Thanks. All the drains have traps, granted I had to add them. the sinks and shower had no traps at all when we moved in and I thought that was the problem so i added them. but there is no smell coming from the drains or toilet I cannot pin point the source, I'm hoping that someone didn't put a nail through the pipe inside a wall... that would stink, Literally. seriously though, to me it smells more like dead animal than septic gas.. I was wondering ... if an animal got down the vent pipe (3" pipe) could the smell get somehow into the house say, through the pipe and walls?? what also makes it hard to pin point is that 1 minute or two in the house, you dont notice the smell so sniffing around gets pointless.


----------



## DangerMouse (Jul 17, 2008)

Can you use a flashlight and see straight down the 3" on the roof?

DM


----------



## zacker (Mar 26, 2010)

I can but only about 5 feet or so then it turns... I wish it were white pipe, i could go in the attic and shine a flash light through it from one side and see if i see any shadows on the other... unless, knowing the previous owner, there is another vent pipe, cut off and buried in a wall somewhere.. that would be my luck!!! lol


----------



## DangerMouse (Jul 17, 2008)

You could try running a snake down it (roof vent) and see if you can push the dead critter down the drain, if there is one?

DM


----------



## zacker (Mar 26, 2010)

YEAH, I MAY HAVE TO TIE A SMALL WEIGHT TO A STRING AND SEE HOW FAR DOWN IT GOES... (opps, caps lock..lol) maybe there is something dead but not clogging it.. or now im thinking, maybe a crack in the pipe somewhere inside the walls or attic?


----------



## Jackofall1 (Dec 5, 2010)

Use a fish tape on the roof and see if you can push it down the pipe and how far it goes, should go all the way. Might have to wash the fish tape off after though.


----------



## DangerMouse (Jul 17, 2008)

If you smell dead at the pipe on the roof, it surely must be a critter?
I don't see a cracked pipe smelling like a corpse...... like you said, two totally different stinks! Po)

DM


----------



## zacker (Mar 26, 2010)

lol you'd think so... its crazy. it smells to me like dead animal but then again... who knows! I hope it is though..kinda.. this way it will eventually rot away and the smell will go away and that will be that!


----------



## DangerMouse (Jul 17, 2008)

You could rent a plumber's camera and snake it down to see for sure.

DM


----------



## zacker (Mar 26, 2010)

I might have to, Im afraid someone will come over and think we are slobs with dead animals in our walls or worse, we are hiding bodies in the crawlspace...lol I wish someone made a stink detector so I could pin point the source of the smell.. Youd think that with two dogs, one being a **** hound, they would sniff it out for me.. they act like they could care less.


----------



## DangerMouse (Jul 17, 2008)

Yeah, bad smells don't seem to bother them.... after all, look how they greet each other....

DM


----------



## Homerepairguy (Aug 1, 2010)

zacker said:


> I might have to, Im afraid someone will come over and think we are slobs with dead animals in our walls or worse, we are hiding bodies in the crawlspace...lol I wish someone made a stink detector so I could pin point the source of the smell.. Youd think that with two dogs, one being a **** hound, they would sniff it out for me.. they act like they could care less.


Zacker,

It seems this whole discussion is based on the premise that the smell is coming from your roof vent. To verify that, what if you buy some cheap perfume, pour it in a disposable pie plate and put it on your roof on top of the suspect vent. Someone could hold it there to prevent the wind from blowing it off. The plate would block odors coming from the vent and you should then smell the perfume in your home.

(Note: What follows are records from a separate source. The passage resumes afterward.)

use std::path::Path;

use clap::Parser as ClapParser;
use netflat::{Aspect, Component, ErrorKind, FlattenError, Library, Module};
use netflat_cli::{load_options, run, Args};

/// A design with one inverter per bit of a 2-bit bus, plus a recursive module.
fn design() -> Library {
    Library::from_iter([
        Module::with_schematic(
            "top",
            Aspect::from_iter([
                Component::named_wire("a[1:0]", (0, 0), (0, 10)),
                Component::instance("inv").with_terminal("in", (0, 10)),
                Component::ground((20, 0)),
            ]),
        ),
        Module::with_schematic("loop", Aspect::from_iter([Component::instance("loop")])),
    ])
}

fn write_design(dir: &Path) -> String {
    let path = dir.join("design.json");
    std::fs::write(&path, serde_json::to_string(&design()).unwrap()).unwrap();
    path.to_string_lossy().into_owned()
}

#[test]
fn merges_config_and_flags() {
    let dir = tempfile::tempdir().unwrap();
    let config = dir.path().join("netflat.toml");
    std::fs::write(&config, "leaves = [\"inv\"]\nglobals = [\"vdd\"]\n").unwrap();

    let args = Args::try_parse_from([
        "netflat",
        "design.json",
        "--config",
        config.to_str().unwrap(),
        "--leaf",
        "nand",
        "-g",
        "vss",
    ])
    .unwrap();
    let options = load_options(&args).unwrap();

    assert_eq!(
        options.leaves.iter().map(|leaf| leaf.as_str()).collect::<Vec<_>>(),
        vec!["inv", "nand"]
    );
    assert_eq!(
        options.globals.iter().map(|global| global.as_str()).collect::<Vec<_>>(),
        vec!["vdd", "vss"]
    );
    assert_eq!(args.top, "top");
}

#[test]
fn flattens_design_to_json_file() {
    let dir = tempfile::tempdir().unwrap();
    let design = write_design(dir.path());
    let out = dir.path().join("out").join("netlist.json");

    let args = Args::try_parse_from([
        "netflat",
        design.as_str(),
        "--leaf",
        "inv",
        "--out",
        out.to_str().unwrap(),
    ])
    .unwrap();
    let extraction = run(args).unwrap();
    assert_eq!(extraction.netlist.len(), 3);

    let written: serde_json::Value =
        serde_json::from_str(&std::fs::read_to_string(&out).unwrap()).unwrap();
    assert_eq!(written, serde_json::to_value(&extraction.netlist).unwrap());
    assert_eq!(written[0]["properties"]["name"], "inv_1[1]");
    assert_eq!(written[1]["connections"]["in"], "a[0]");
    assert_eq!(written[2]["type"], "ground");
}

#[test]
fn reports_flatten_errors() {
    let dir = tempfile::tempdir().unwrap();
    let design = write_design(dir.path());

    let args = Args::try_parse_from(["netflat", design.as_str(), "--top", "loop"]).unwrap();
    let err = run(args).unwrap_err();

    assert!(err.to_string().contains("loop"));
    let cause = err.downcast_ref::<FlattenError>().unwrap();
    assert_eq!(
        cause.kind(),
        &ErrorKind::RecursiveInclusion(vec!["loop".into(), "loop".into()])
    );
}

#[test]
fn missing_design_file() {
    let dir = tempfile::tempdir().unwrap();
    let missing = dir.path().join("missing.json");
    let args = Args::try_parse_from(["netflat", missing.to_str().unwrap()]).unwrap();

    let err = run(args).unwrap_err();
    assert!(err.to_string().starts_with("Failed to read design file"));
}
//! Hierarchical netlist flattening.
//!
//! A [`Library`] holds modules whose schematics are graphs of components
//! placed on a grid. Flattening a module walks its schematic, assigns a
//! label (a list of signal names, one per bit) to every net, names every
//! instance, and replaces each instance either with primitive [`Device`]s
//! (if its module is a leaf) or with the flattened contents of the
//! instantiated module's own schematic.
//!
//! Hierarchical names are joined with `.`, and replicated instances are
//! indexed most significant bit first: an inverter named `x` connected to
//! the 3-bit bus `[a, b, c]` becomes `x[2]` (on `a`), `x[1]` and `x[0]`.
//!
//! # Examples
//!
//! ```
//! use netflat::{Aspect, Component, FlattenOptions, Library, Module};
//!
//! let mut top = Aspect::new();
//! top.add_component(Component::named_wire("a, b", (0, 0), (0, 10)));
//! top.add_component(
//!     Component::instance("inv")
//!         .with_terminal("in", (0, 10))
//!         .with_terminal("out", (10, 10)),
//! );
//!
//! let lib = Library::from_iter([Module::with_schematic("top", top)]);
//! let options = FlattenOptions::new().with_leaf("inv");
//! let extraction = lib.flatten("top", &options).unwrap();
//! assert_eq!(extraction.netlist.len(), 2);
//! ```
#![warn(missing_docs)]

use arcstr::ArcStr;
use indexmap::{IndexMap, IndexSet};
use serde::{Deserialize, Serialize};
use tracing::{span, Level};

pub mod error;
mod expand;
pub mod graph;
pub mod label;
mod naming;
pub mod netlist;
mod walker;


pub use error::{ComponentRef, ErrorKind, FlattenError, Highlighter, Result};
pub use graph::{
    Aspect, Component, ComponentId, ComponentKind, ConnectionPoint, Library, Location, Module,
    PointId, Terminal,
};
pub use label::Label;
pub use netlist::{Connections, Device, Netlist};

use walker::Context;

/// Options controlling a flatten operation.
#[derive(Debug, Clone, Default, Eq, PartialEq, Serialize, Deserialize)]
#[serde(default)]
pub struct FlattenOptions {
    /// Module names emitted as primitive devices rather than flattened.
    pub leaves: IndexSet<ArcStr>,
    /// Signal lists of signals that are global from the start.
    pub globals: Vec<ArcStr>,
}

impl FlattenOptions {
    /// Creates options with no leaves and no initial globals.
    pub fn new() -> Self {
        Self::default()
    }

    /// Adds a leaf module.
    pub fn with_leaf(mut self, leaf: impl Into<ArcStr>) -> Self {
        self.leaves.insert(leaf.into());
        self
    }

    /// Adds leaf modules.
    pub fn with_leaves<T: Into<ArcStr>>(mut self, leaves: impl IntoIterator<Item = T>) -> Self {
        self.leaves.extend(leaves.into_iter().map(Into::into));
        self
    }

    /// Adds an initial global signal list.
    pub fn with_global(mut self, global: impl Into<ArcStr>) -> Self {
        self.globals.push(global.into());
        self
    }
}

/// The result of a successful flatten operation.
#[derive(Debug, Clone, Default, Eq, PartialEq, Serialize, Deserialize)]
pub struct Extraction {
    /// The flat list of devices, in emission order.
    pub netlist: Netlist,
    /// The global signals, in order of discovery.
    pub globals: IndexSet<ArcStr>,
}

impl Library {
    /// Flattens the schematic of the module named `top`.
    ///
    /// The library is only read, so it can be flattened from several
    /// threads at once.
    pub fn flatten(&self, top: &str, options: &FlattenOptions) -> Result<Extraction> {
        let module = self
            .module(top)
            .ok_or_else(|| ErrorKind::UnknownModule(ArcStr::from(top)))?;
        let schematic = module
            .schematic()
            .ok_or_else(|| ErrorKind::MissingImplementation {
                component: module.name().clone(),
                module: module.name().clone(),
            })?;
        self.flatten_aspect(module.name(), schematic, options)
    }

    /// Flattens the given aspect as if it were the schematic of `module`.
    ///
    /// Instances within the aspect are resolved against this library.
    pub fn flatten_aspect(
        &self,
        module: &ArcStr,
        aspect: &Aspect,
        options: &FlattenOptions,
    ) -> Result<Extraction> {
        let span = span!(Level::INFO, "flatten", top = %module);
        let _guard = span.enter();

        let res = Context::new(self, options).and_then(|mut ctx| {
            ctx.flatten(module, aspect, "", &IndexMap::new())?;
            Ok(Extraction {
                netlist: ctx.netlist,
                globals: ctx.globals,
            })
        });

        match &res {
            Ok(extraction) => tracing::debug!(
                devices = extraction.netlist.len(),
                globals = extraction.globals.len(),
                "flatten complete"
            ),
            Err(err) => tracing::error!(
                error = %err,
                component = ?err.component().map(ToString::to_string),
                "flatten failed"
            ),
        }
        res
    }
}
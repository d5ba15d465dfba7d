//! Replication of components connected to buses.
//!
//! A component whose terminal of arity `k` is connected to a net of
//! `n * k` signals stands for `n` instances. Instance `i` binds terminal
//! bit `j` to signal `(i mod b) + j * b` of the net, where `b` is the
//! number of signals per terminal bit. Nets narrower than `n * k`
//! are reused cyclically.

use arcstr::ArcStr;
use indexmap::IndexMap;

use crate::error::ErrorKind;
use crate::label::Label;
use crate::netlist::Device;

/// A terminal of a component together with the label of its net.
pub(crate) struct Binding<'a> {
    /// The terminal name, as written.
    pub(crate) terminal: &'a ArcStr,
    /// The single-bit names of the terminal.
    pub(crate) bits: Vec<ArcStr>,
    pub(crate) label: Label,
}

/// The instances a component expands to.
#[derive(Debug, Clone, Eq, PartialEq)]
pub(crate) struct Replication {
    /// A port map for each instance, from terminal bit name to signal.
    pub(crate) instances: Vec<IndexMap<ArcStr, ArcStr>>,
}

impl Replication {
    /// Computes the instances of the component named `component`.
    pub(crate) fn new(component: &ArcStr, bindings: &[Binding<'_>]) -> Result<Self, ErrorKind> {
        let mut count = 1;
        for binding in bindings {
            let got = binding.label.len();
            let expected = binding.bits.len();
            if expected == 0 || got == 0 || got % expected != 0 {
                return Err(ErrorKind::MalformedConnectionCount {
                    component: component.clone(),
                    terminal: binding.terminal.clone(),
                    got,
                    expected,
                });
            }
            count = count.max(got / expected);
        }

        for binding in bindings {
            if (count * binding.bits.len()) % binding.label.len() != 0 {
                return Err(ErrorKind::NonIntegralReplication {
                    component: component.clone(),
                    terminal: binding.terminal.clone(),
                    instances: count,
                });
            }
        }

        let instances = (0..count)
            .map(|i| {
                let mut ports = IndexMap::new();
                for binding in bindings {
                    let block = binding.label.len() / binding.bits.len();
                    for (j, bit) in binding.bits.iter().enumerate() {
                        ports.insert(bit.clone(), binding.label[(i % block) + j * block].clone());
                    }
                }
                ports
            })
            .collect();
        Ok(Self { instances })
    }

    /// The number of instances.
    #[inline]
    pub(crate) fn len(&self) -> usize {
        self.instances.len()
    }

    /// The name suffix of instance `i`.
    ///
    /// Instances are indexed most significant first: the first instance,
    /// bound to the first signal of each net, gets the highest index.
    /// An unreplicated component has no suffix.
    pub(crate) fn suffix(&self, i: usize) -> String {
        if self.len() > 1 {
            format!("[{}]", self.len() - 1 - i)
        } else {
            String::new()
        }
    }
}

/// Expands a jumper between two nets into one `connect` device per bit.
pub(crate) fn jumper(n1: &Label, n2: &Label) -> Result<Vec<Device>, ErrorKind> {
    if n1.len() != n2.len() {
        return Err(ErrorKind::JumperWidthMismatch {
            n1: n1.len(),
            n2: n2.len(),
        });
    }
    Ok(n1
        .iter()
        .zip(n2.iter())
        .map(|(a, b)| Device::connect(vec![a.clone(), b.clone()]))
        .collect())
}
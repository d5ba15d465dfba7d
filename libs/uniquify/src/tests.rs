use crate::*;

#[test]
fn allocates_sequential_names() {
    let mut names = Names::new();
    assert_eq!(names.allocate("inv"), "inv_1");
    assert_eq!(names.allocate("inv"), "inv_2");
    assert_eq!(names.allocate("nand2"), "nand2_1");
    assert_eq!(names.len(), 3);
}

#[test]
fn skips_reserved_names() {
    let mut names = Names::new();
    names.reserve("inv_1").unwrap();
    names.reserve("inv_3").unwrap();
    assert_eq!(names.allocate("inv"), "inv_2");
    assert_eq!(names.allocate("inv"), "inv_4");
}

#[test]
fn names_are_case_insensitive() {
    let mut names = Names::new();
    assert_eq!(names.reserve("INV_1").unwrap(), "inv_1");
    assert!(names.contains("Inv_1"));
    assert_eq!(names.allocate("INV"), "inv_2");
}

#[test]
fn duplicate_reservation_fails() {
    let mut names = Names::new();
    names.reserve("r1").unwrap();
    assert_eq!(names.reserve("R1"), Err(DuplicateName("r1".into())));
}
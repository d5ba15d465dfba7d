//! A library for assigning unique names.
//!
//! Names are compared case-insensitively and stored in lower case.

use std::collections::{HashMap, HashSet};

use arcstr::ArcStr;
use thiserror::Error;

#[cfg(test)]
mod tests;

/// A name was reserved more than once.
#[derive(Clone, Debug, Error, Eq, PartialEq)]
#[error("duplicate name: `{0}`")]
pub struct DuplicateName(pub ArcStr);

/// A set of unique names.
///
/// Explicit names are recorded with [`Names::reserve`];
/// fresh names are generated from a base name with [`Names::allocate`].
#[derive(Debug, Clone, Default)]
pub struct Names {
    taken: HashSet<ArcStr>,
    /// The last suffix handed out for each base name.
    counters: HashMap<ArcStr, usize>,
}

impl Names {
    /// Creates a new, empty name set.
    pub fn new() -> Self {
        Default::default()
    }

    /// Returns `true` if the given name is already in use.
    pub fn contains(&self, name: &str) -> bool {
        self.taken.contains(name.to_lowercase().as_str())
    }

    /// The number of names in use.
    #[inline]
    pub fn len(&self) -> usize {
        self.taken.len()
    }

    /// Returns `true` if no names are in use.
    #[inline]
    pub fn is_empty(&self) -> bool {
        self.taken.is_empty()
    }

    /// Marks the given name as used.
    ///
    /// Returns the canonical (lower-case) form of the name,
    /// or an error if the name is already in use.
    pub fn reserve(&mut self, name: &str) -> Result<ArcStr, DuplicateName> {
        let name = ArcStr::from(name.to_lowercase());
        if self.taken.insert(name.clone()) {
            Ok(name)
        } else {
            Err(DuplicateName(name))
        }
    }

    /// Allocates a new, unique name of the form `<base>_<n>`.
    ///
    /// `n` starts at 1 and only grows for a given base,
    /// skipping any number whose name has already been reserved.
    pub fn allocate(&mut self, base: &str) -> ArcStr {
        let base = ArcStr::from(base.to_lowercase());
        let counter = self.counters.entry(base.clone()).or_default();
        loop {
            *counter += 1;
            let name = arcstr::format!("{}_{}", base, counter);
            if self.taken.insert(name.clone()) {
                break name;
            }
        }
    }
}
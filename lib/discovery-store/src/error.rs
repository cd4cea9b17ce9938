use thiserror::Error;

pub type Result<T> = std::result::Result<T, StoreError>;

#[derive(Error, Debug)]
pub enum StoreError {
    #[error("node does not exist: {0}")]
    NoNode(String),

    #[error("node already exists: {0}")]
    NodeExists(String),

    #[error("node has children: {0}")]
    NotEmpty(String),

    #[error("ephemeral nodes cannot have children: {0}")]
    NoChildrenForEphemerals(String),

    #[error("version conflict on {0}")]
    BadVersion(String),

    #[error("connection closed")]
    ConnectionClosed,

    #[error("error looking up {path:?}: {source}")]
    Lookup {
        path: String,
        #[source]
        source: Box<StoreError>,
    },

    #[error("error creating {path:?}: {source}")]
    Create {
        path: String,
        #[source]
        source: Box<StoreError>,
    },

    #[error("error removing {path:?}: {source}")]
    Remove {
        path: String,
        #[source]
        source: Box<StoreError>,
    },
}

If the bad odor is replaced by the perfume smell, then it verifies that the odor is coming from the vent. If not, then you need to look elsewhere for the source of the odor.

HRG


----------



## braindead (May 31, 2010)

I think this is one time you need a pro. to do a smoke test on your system. If the original owner hooked up things the way you say you can bet there's something not connected.


----------



## zacker (Mar 26, 2010)

awesome idea!!!! I should try it and if it still smells, I can actually pour the bottle down the pipe itself, this way if the smell is in fact coming from a crack or hole in the pipe somewhere behind a wall, I can tell. I may just try that.


----------



## zacker (Mar 26, 2010)

i just had another thought.. if I put a cap on the vent pipe (and dont flush or use the system for a couple hrs) and the smell goes away, it would tell me it is coming in from the pipe. if the smell does not go away ill know its broken or something else down the line.


----------



## ecurb (Nov 20, 2010)

You could take enough water up on the roof to dump into the vent pipe, see if it drains quickly or maybe it will flush out a critter that's in the pipe?


----------



## DangerMouse (Jul 17, 2008)

Now that's just a darn good idea......

DM


----------



## zacker (Mar 26, 2010)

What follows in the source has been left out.